//! # Delivery-Rate Sampler
//!
//! Maintains a running count of delivered bytes and produces a
//! [`RateSample`] on each ACK. The 1 ms interval floor avoids
//! division-by-zero and absurd bandwidth estimates for back-to-back ACKs
//! under a coarse clock.

use quanta::Instant;
use std::time::Duration;

/// Floor applied to a sample's interval so a burst of same-tick ACKs never
/// produces an unbounded bandwidth estimate.
const MIN_SAMPLE_INTERVAL: Duration = Duration::from_millis(1);

/// A single delivery-rate observation produced by [`RateSampler::on_ack`].
#[derive(Debug, Clone, Copy)]
pub struct RateSample {
    /// Cumulative bytes acknowledged so far (monotonic).
    pub delivered: u64,
    /// Timestamp of the first packet send covered by this sample.
    pub first_sent_at: Instant,
    /// Timestamp the ACK that produced this sample arrived.
    pub delivered_at: Instant,
    /// `delivered_at - first_sent_at`, clamped to at least 1 ms.
    pub interval: Duration,
    /// Bytes newly acknowledged in this ACK.
    pub bytes_acked: u64,
    /// True iff any packet measured in this interval was sent while the
    /// application had no more data — such a sample must not raise a
    /// bandwidth estimate.
    pub is_app_limited: bool,
}

impl RateSample {
    /// Bandwidth implied by this sample, in bytes/sec. Zero when the
    /// interval could not be computed (never negative, never infinite).
    pub fn bandwidth_bps(&self) -> f64 {
        let secs = self.interval.as_secs_f64();
        if secs > 0.0 {
            self.bytes_acked as f64 / secs
        } else {
            0.0
        }
    }
}

/// Tracks delivered bytes between ACKs and emits [`RateSample`]s.
///
/// Invariant: after each `on_ack`, `first_sent_at` is reset to the ACK time
/// and the app-limited flag is cleared.
pub struct RateSampler {
    delivered: u64,
    first_sent_at: Option<Instant>,
    app_limited: bool,
}

impl RateSampler {
    /// Create a sampler with no delivered bytes and no pending sample.
    pub fn new() -> Self {
        RateSampler {
            delivered: 0,
            first_sent_at: None,
            app_limited: false,
        }
    }

    /// Record a packet handed to the wire. Only the first send since the
    /// last ACK sets `first_sent_at`; the app-limited flag is sticky OR'd
    /// in so one app-limited send taints the whole interval.
    pub fn on_packet_sent(&mut self, now: Instant, _size: usize, app_limited: bool) {
        if self.first_sent_at.is_none() {
            self.first_sent_at = Some(now);
        }
        self.app_limited |= app_limited;
    }

    /// Record an ACK and produce the sample covering the interval since the
    /// last `on_ack` (or since the first `on_packet_sent`, whichever is
    /// later in the controller's lifetime).
    pub fn on_ack(&mut self, now: Instant, acked_bytes: u64) -> RateSample {
        self.delivered += acked_bytes;
        let first_sent_at = self.first_sent_at.unwrap_or(now);
        let raw_interval = now.saturating_duration_since(first_sent_at);
        let interval = raw_interval.max(MIN_SAMPLE_INTERVAL);

        let sample = RateSample {
            delivered: self.delivered,
            first_sent_at,
            delivered_at: now,
            interval,
            bytes_acked: acked_bytes,
            is_app_limited: self.app_limited,
        };

        self.first_sent_at = Some(now);
        self.app_limited = false;
        sample
    }

    /// Clear all tracked state, as if freshly constructed.
    pub fn reset(&mut self) {
        self.delivered = 0;
        self.first_sent_at = None;
        self.app_limited = false;
    }

    /// Cumulative bytes delivered so far.
    pub fn delivered(&self) -> u64 {
        self.delivered
    }
}

impl Default for RateSampler {
    fn default() -> Self {
        Self::new()
    }
}

#[cfg(test)]
mod tests {
    use super::*;

    #[test]
    fn fresh_sampler_has_zero_delivered() {
        let s = RateSampler::new();
        assert_eq!(s.delivered(), 0);
    }

    #[test]
    fn on_ack_accumulates_delivered() {
        let mut s = RateSampler::new();
        let t0 = Instant::now();
        s.on_packet_sent(t0, 1000, false);
        let sample = s.on_ack(t0 + Duration::from_millis(50), 1000);
        assert_eq!(sample.delivered, 1000);
        assert_eq!(s.delivered(), 1000);

        let sample2 = s.on_ack(t0 + Duration::from_millis(100), 500);
        assert_eq!(sample2.delivered, 1500);
    }

    #[test]
    fn interval_floored_at_one_millisecond() {
        let mut s = RateSampler::new();
        let t0 = Instant::now();
        s.on_packet_sent(t0, 1000, false);
        // ACK arrives at the same instant — interval would be zero.
        let sample = s.on_ack(t0, 1000);
        assert_eq!(sample.interval, MIN_SAMPLE_INTERVAL);
    }

    #[test]
    fn bandwidth_bps_matches_bytes_over_interval() {
        let mut s = RateSampler::new();
        let t0 = Instant::now();
        s.on_packet_sent(t0, 1000, false);
        let sample = s.on_ack(t0 + Duration::from_millis(100), 10_000);
        // 10,000 bytes / 0.1s = 100,000 bytes/sec
        assert!((sample.bandwidth_bps() - 100_000.0).abs() < 1.0);
    }

    #[test]
    fn app_limited_flag_is_sticky_until_next_ack() {
        let mut s = RateSampler::new();
        let t0 = Instant::now();
        s.on_packet_sent(t0, 1000, false);
        s.on_packet_sent(t0, 1000, true);
        let sample = s.on_ack(t0 + Duration::from_millis(10), 2000);
        assert!(sample.is_app_limited);

        // Cleared after the ACK that consumed it.
        s.on_packet_sent(t0 + Duration::from_millis(20), 1000, false);
        let sample2 = s.on_ack(t0 + Duration::from_millis(30), 1000);
        assert!(!sample2.is_app_limited);
    }

    #[test]
    fn first_sent_at_resets_after_each_ack() {
        let mut s = RateSampler::new();
        let t0 = Instant::now();
        s.on_packet_sent(t0, 1000, false);
        let sample = s.on_ack(t0 + Duration::from_millis(40), 1000);
        assert_eq!(sample.first_sent_at, t0);

        // A second send+ack interval should start at the prior ACK time.
        let t1 = t0 + Duration::from_millis(40);
        s.on_packet_sent(t1 + Duration::from_millis(5), 1000, false);
        let sample2 = s.on_ack(t1 + Duration::from_millis(60), 1000);
        assert_eq!(sample2.first_sent_at, t1);
    }

    #[test]
    fn reset_clears_all_state() {
        let mut s = RateSampler::new();
        let t0 = Instant::now();
        s.on_packet_sent(t0, 1000, true);
        s.on_ack(t0 + Duration::from_millis(10), 1000);
        s.reset();
        assert_eq!(s.delivered(), 0);
        let sample = s.on_ack(t0 + Duration::from_millis(20), 500);
        assert!(!sample.is_app_limited);
    }

    #[test]
    fn ack_with_no_prior_send_uses_ack_time_as_interval_start() {
        let mut s = RateSampler::new();
        let t0 = Instant::now();
        let sample = s.on_ack(t0, 0);
        assert_eq!(sample.interval, MIN_SAMPLE_INTERVAL);
        assert_eq!(sample.bytes_acked, 0);
    }
}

▸ EXERCISE REQUIREMENTS: Copy out each line of the listing that holds "last".

▸ RESPONSE TO THE TASK:
    /// last ACK sets `first_sent_at`; the app-limited flag is sticky OR'd
    /// last `on_ack` (or since the first `on_packet_sent`, whichever is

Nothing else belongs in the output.